Au début, le groupe était moins étoffé mais il y régnait une atmosphère agréable (une grosse ambiance !)
Parfois il n’y avait que 10 musiciens présents au pupitre, ce qui, depuis lors, a bien changé.

Mais je trouve que l’atmosphère y est encore toujours très agréable et c’est chouette d’avoir dans notre groupe beaucoup de cultures et de langues.
L’aspect multiculturel est très certainement présent et c’est très agréable.
J’essaie d’avoir une bonne relation avec chacun et, naturellement, on m’entend de loin.

Ster : Quels sont tes meilleurs souvenirs jusqu’à aujourd’hui ?
Le développement de l’harmonie et, sans aucun doute, lorsque Karine Bosanne nous a rejoints.
Je la considère comme une excellente chanteuse qui donne de la puissance à l’ensemble.
Les concerts à la Grand Place sont un must.
Voir toutes ces personnes joyeuses qui dansent, quelle que soit leur nationalité, apporte une sorte d’enrichissement.
Ce que je dois quand même regretter, c’est la suppression du banquet ; cela nous permettait de s’éclater.

Ster : Comment ressens-tu le stress du chef lors des dernières semaines avant un grand concert ?
Il est fort stressé et, parfois, il ne devrait pas s’en décharger sur ses musiciens.
Je peux comprendre son stress mais cela doit rester agréable (car ce stress peut blesser certaines personnes).

Ster : Tu as une fille, Sophie, qui joue de la clarinette dans notre orchestre.
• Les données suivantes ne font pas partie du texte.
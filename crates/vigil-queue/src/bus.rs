use async_trait::async_trait;
use serde::{Deserialize, Serialize};
use vigil_domain::{Incident, IncidentEvent, ProbeResult};

use crate::error::QueueError;

/// One published lifecycle notification: the transition record, the incident
/// snapshot after the transition, and the probe result that triggered it
/// (absent for administrative transitions).
#[derive(Debug, Clone, PartialEq, Serialize, Deserialize)]
pub struct EventEnvelope {
    pub routing_key: String,
    pub event: IncidentEvent,
    pub incident: Incident,
    pub result: Option<ProbeResult>,
}

impl EventEnvelope {
    pub fn new(event: IncidentEvent, incident: Incident, result: Option<ProbeResult>) -> Self {
        EventEnvelope {
            routing_key: event.event_type.routing_key().to_string(),
            event,
            incident,
            result,
        }
    }
}

/// Durable topic publish for incident lifecycle events.
///
/// Delivery is at-least-once with consumer-side idempotence; publishing is a
/// best-effort notification and never the source of truth.
#[async_trait]
pub trait EventBus: Send + Sync + 'static {
    async fn publish(&self, envelope: &EventEnvelope) -> Result<(), QueueError>;
}
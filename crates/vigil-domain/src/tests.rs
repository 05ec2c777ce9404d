#[cfg(test)]
mod tests {
    use chrono::{Duration, Utc};

    use crate::incident::*;
    use crate::types::*;

    fn check(id: &str) -> Check {
        Check {
            id: CheckId::new(id),
            tenant_id: TenantId::new("t1"),
            name: id.to_string(),
            target: "example.com:443".to_string(),
            check_type: "tcp".to_string(),
            interval_seconds: 60,
            timeout_seconds: 5,
            priority: Priority::Normal,
            config: Default::default(),
            status: CheckStatus::Active,
            last_run_at: None,
            next_run_at: None,
        }
    }

    #[test]
    fn severity_ordering() {
        assert!(Severity::Warning < Severity::Error);
        assert!(Severity::Error < Severity::Critical);
    }

    #[test]
    fn severity_escalation_is_one_step_with_fixed_point() {
        assert_eq!(Severity::Warning.escalated(), Severity::Error);
        assert_eq!(Severity::Error.escalated(), Severity::Critical);
        assert_eq!(Severity::Critical.escalated(), Severity::Critical);
    }

    #[test]
    fn priority_ordering() {
        assert!(Priority::Low < Priority::Normal);
        assert!(Priority::Normal < Priority::High);
        assert!(Priority::High < Priority::Critical);
    }

    #[test]
    fn check_validate_rejects_zero_interval() {
        let mut c = check("c1");
        c.interval_seconds = 0;
        assert!(c.validate().is_err());
    }

    #[test]
    fn probe_result_validate_rejects_negative_duration() {
        let r = ProbeResult {
            check_id: CheckId::new("c1"),
            tenant_id: TenantId::new("t1"),
            is_success: false,
            error_message: Some("boom".into()),
            duration_ms: -1,
            timestamp: Utc::now(),
        };
        assert!(r.validate().is_err());
    }

    #[test]
    fn probe_result_validate_rejects_empty_ids() {
        let r = ProbeResult {
            check_id: CheckId::new(""),
            tenant_id: TenantId::new("t1"),
            is_success: true,
            error_message: None,
            duration_ms: 0,
            timestamp: Utc::now(),
        };
        assert!(r.validate().is_err());
    }

    #[test]
    fn task_for_check_copies_tenant_and_priority() {
        let c = check("c1");
        let now = Utc::now();
        let t = Task::for_check(&c, now);
        assert_eq!(t.check_id, c.id);
        assert_eq!(t.tenant_id, c.tenant_id);
        assert_eq!(t.priority, c.priority);
        assert_eq!(t.scheduled_at, now);
        assert_eq!(t.status, TaskStatus::Pending);
    }

    #[test]
    fn fresh_task_ids_per_firing() {
        let c = check("c1");
        let now = Utc::now();
        assert_ne!(Task::for_check(&c, now).id, Task::for_check(&c, now).id);
    }

    #[test]
    fn lease_liveness_follows_expiry() {
        let now = Utc::now();
        let lease = Lease {
            key: "c1".into(),
            owner: "w1".into(),
            locked_at: now,
            expires_at: now + Duration::seconds(30),
        };
        assert!(lease.is_live(now));
        assert!(!lease.is_live(now + Duration::seconds(31)));
    }

    #[test]
    fn incident_repeat_keeps_invariants() {
        let now = Utc::now();
        let mut inc = Incident::open(
            TenantId::new("t1"),
            CheckId::new("c1"),
            Severity::Warning,
            "boom",
            "abc",
            now,
        );
        inc.record_repeat(now + Duration::seconds(5), "boom again", Severity::Error);
        assert_eq!(inc.count, 2);
        assert_eq!(inc.severity, Severity::Error);
        assert!(inc.first_seen <= inc.last_seen);

        // Lower severity must not de-escalate.
        inc.record_repeat(now + Duration::seconds(10), "boom", Severity::Warning);
        assert_eq!(inc.severity, Severity::Error);
    }

    #[test]
    fn incident_grouping_appends_messages() {
        let now = Utc::now();
        let mut inc = Incident::open(
            TenantId::new("t1"),
            CheckId::new("c1"),
            Severity::Error,
            "connection refused",
            "abc",
            now,
        );
        inc.record_grouped(now + Duration::seconds(1), "connection pool exhausted");
        assert_eq!(inc.count, 2);
        assert_eq!(inc.error_message, "connection refused");
        assert_eq!(inc.grouped_errors(), vec!["connection pool exhausted"]);
    }

    #[test]
    fn incident_resolve_touches_only_status_and_last_seen() {
        let now = Utc::now();
        let mut inc = Incident::open(
            TenantId::new("t1"),
            CheckId::new("c1"),
            Severity::Error,
            "boom",
            "abc",
            now,
        );
        inc.record_repeat(now + Duration::seconds(1), "boom", Severity::Error);
        let count_before = inc.count;
        inc.resolve(now + Duration::seconds(700));
        assert!(inc.is_resolved());
        assert_eq!(inc.count, count_before);
        assert_eq!(inc.error_message, "boom");
    }

    #[test]
    fn incident_reopen_keeps_identity_and_history() {
        let now = Utc::now();
        let mut inc = Incident::open(
            TenantId::new("t1"),
            CheckId::new("c1"),
            Severity::Error,
            "boom",
            "abc",
            now,
        );
        let id = inc.id;
        inc.resolve(now + Duration::seconds(700));
        inc.reopen(now + Duration::seconds(800));
        assert_eq!(inc.id, id);
        assert_eq!(inc.status, IncidentStatus::Open);
        assert_eq!(inc.count, 1);
    }

    #[test]
    fn escalation_entry_lands_in_history() {
        let now = Utc::now();
        let mut inc = Incident::open(
            TenantId::new("t1"),
            CheckId::new("c1"),
            Severity::Error,
            "boom",
            "abc",
            now,
        );
        inc.escalate(EscalationEntry {
            timestamp: now,
            from_severity: Severity::Error,
            to_severity: Severity::Critical,
            incident_duration_seconds: 2700,
            retry_count: 100,
            reason: EscalationReason::HighFrequency,
        });
        assert_eq!(inc.severity, Severity::Critical);
        let history = inc.escalation_history();
        assert_eq!(history.len(), 1);
        assert_eq!(history[0].reason, EscalationReason::HighFrequency);
    }

    #[test]
    fn incident_round_trips_through_json() {
        let now = Utc::now();
        let mut inc = Incident::open(
            TenantId::new("t1"),
            CheckId::new("c1"),
            Severity::Critical,
            "boom",
            "abc",
            now,
        );
        inc.record_grouped(now, "other boom");
        let json = serde_json::to_string(&inc).unwrap();
        let back: Incident = serde_json::from_str(&json).unwrap();
        assert_eq!(inc, back);
    }

    #[test]
    fn event_types_map_to_routing_keys() {
        assert_eq!(IncidentEventType::Opened.routing_key(), "incident.opened");
        assert_eq!(IncidentEventType::Updated.routing_key(), "incident.updated");
        assert_eq!(IncidentEventType::Grouped.routing_key(), "incident.grouped");
        assert_eq!(IncidentEventType::Resolved.routing_key(), "incident.resolved");
    }
}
Comment une maman ressent-elle cela ?
Je suis fière qu’elle a choisi également de jouer d’un instrument.
J’ai quand même dû l’encourager, mais il y a un résultat car elle joue avec beaucoup de plaisir.
Et elle aussi m’encourage parfois à aller répéter, même quand je suis très fatiguée.
Je suis heureuse que, grâce à cela, je peux me déplacer avec ma fille et que je peux la laisser bénéficier également de ces moments agréables.

Ster : Quel genre de musique a ta préférence, pour l’écouter ou la jouer ?
Je suis une grande fan d’Elvis Presley, d’Abba, de Boney M…, en résumé les années 60 et surtout la musique de danse.
J’aime les voix fortes et rauques.
J’aime beaucoup le répertoire interprété par l’harmonie, la musique swing me plaît beaucoup !
Cela m’a également appris énormément.

Ster : Quel message voudrais-tu faire passer aux jeunes musiciens de l’orchestre ?
Apprendre la musique peut être lassant mais, en regardant vers le futur, c’est quand même une des plus belles choses de la vie, dont on peut profiter à en mourir.
Il n’y a pas d’âge pour être musicien, et que ferait-on sans la musique ?
Les jeunes sont l’avenir de l’harmonie et on a bien besoin d’eux pour poursuivre l’épanouissement de l’harmonie car je trouverais très malheureux que De Ster n’existe plus.
Donc, ne laissez pas tomber et faites de la musique le mieux possible.
Je leur souhaite beaucoup de succès !

PS. C’est grâce à Pierre De Snijder et Paul Schoovaerts que j’ai pu arriver là où je suis. Pour cela, un grand merci.

Nous aussi nous tenons à te remercier, tu fais partie avec Pepy des piliers de l’orchestre et 30 ans de parcours avec le même chef qui en plus a été ton professeur ”faut le faire” comme on dit.
Ta bonne humeur au pupitre est le soleil qui fait briller notre étoile et même si « le chef » n’est pas toujours commode, je sais que tu es et restera toujours ( comme il aime t’appeler) « SON AMOUR de TOUJOURS ».